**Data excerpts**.
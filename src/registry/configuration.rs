use super::{KeyManager, PrimitiveWrapper, RegistryImpl, Resolver};
use crate::error::Result;
use crate::keyset::{KeyData, KeyTemplate};
use crate::primitive_set::PrimitiveSet;

/// A registry owned by the caller.
///
/// Unlike the global [`Registry`](super::Registry), a `Configuration` is only
/// visible to code it is passed to. Registration takes `&mut self`, so it
/// cannot change while a handle is reading from it; once populated it can be
/// shared by reference across threads.
///
/// 调用方拥有的注册表。
///
/// 与全局 [`Registry`](super::Registry) 不同，`Configuration` 只对传入它的代码可见。
/// 注册需要 `&mut self`，因此在句柄读取它时无法更改；填充完成后可以通过引用在线程间共享。
#[derive(Default)]
pub struct Configuration {
    registry: RegistryImpl,
}

impl Configuration {
    /// Creates an empty configuration.
    pub fn new() -> Self {
        Self::default()
    }

    /// Creates a configuration holding every built-in key manager and wrapper.
    ///
    /// 创建包含所有内置密钥管理器和包装器的配置。
    pub fn with_defaults() -> Result<Self> {
        let mut config = Self::new();
        crate::aead::install(&mut config.registry)?;
        crate::mac::install(&mut config.registry)?;
        crate::signature::install(&mut config.registry)?;
        Ok(config)
    }

    pub fn register_key_manager<M>(&mut self, manager: M) -> Result<()>
    where
        M: KeyManager + 'static,
    {
        self.registry.register_key_manager(manager)
    }

    pub fn register_primitive_wrapper<W>(&mut self, wrapper: W) -> Result<()>
    where
        W: PrimitiveWrapper + 'static,
    {
        self.registry.register_primitive_wrapper(wrapper)
    }

    pub fn is_registered(&self, type_url: &str) -> bool {
        self.registry.is_registered(type_url)
    }

    pub fn primitive<P>(&self, key_data: &KeyData) -> Result<Box<P>>
    where
        P: ?Sized + 'static,
    {
        self.registry.primitive(key_data)
    }

    pub fn wrap<P>(&self, primitive_set: PrimitiveSet<P>) -> Result<Box<P>>
    where
        P: ?Sized + 'static,
    {
        self.registry.wrap(primitive_set)
    }

    pub fn new_key_data(&self, template: &KeyTemplate) -> Result<KeyData> {
        self.registry.new_key_data(template)
    }

    pub fn public_key_data(&self, private_key_data: &KeyData) -> Result<KeyData> {
        self.registry.public_key_data(private_key_data)
    }

    pub(crate) fn registry(&self) -> &RegistryImpl {
        &self.registry
    }

    pub(crate) fn registry_mut(&mut self) -> &mut RegistryImpl {
        &mut self.registry
    }
}

#[cfg(test)]
mod tests {
    use super::*;
    use crate::registry::tests::{Label, LabelKeyManager, LABEL_TYPE_URL};
    use crate::registry::Registry;
    use crate::keyset::KeyMaterialType;

    fn assert_send_sync<T: Send + Sync>() {}

    #[test]
    fn test_configuration_is_send_sync() {
        assert_send_sync::<Configuration>();
    }

    #[test]
    fn test_configuration_is_isolated_from_global() {
        let mut config = Configuration::new();
        config.register_key_manager(LabelKeyManager).unwrap();
        assert!(config.is_registered(LABEL_TYPE_URL));
        assert!(!Registry::is_registered(LABEL_TYPE_URL));

        let data = KeyData::new(LABEL_TYPE_URL, b"scoped".to_vec(), KeyMaterialType::Remote);
        assert_eq!(config.primitive::<dyn Label>(&data).unwrap().label(), "scoped");
        assert!(Registry::primitive::<dyn Label>(&data).is_err());
    }

    #[test]
    fn test_with_defaults_registers_builtins() {
        let config = Configuration::with_defaults().unwrap();
        assert!(config.is_registered(crate::aead::AES_GCM_TYPE_URL));
        assert!(config.is_registered(crate::mac::HMAC_TYPE_URL));
        assert!(config.is_registered(crate::signature::ECDSA_PRIVATE_KEY_TYPE_URL));
        assert!(config.is_registered(crate::signature::ECDSA_PUBLIC_KEY_TYPE_URL));
    }
}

**TASK TO CARRY OUT**. Filter the records for lines containing the word "PrimitiveWrapper" and copy each one.

**RESPONSE AREA**.
use super::{KeyManager, PrimitiveWrapper, RegistryImpl, Resolver};
        W: PrimitiveWrapper + 'static,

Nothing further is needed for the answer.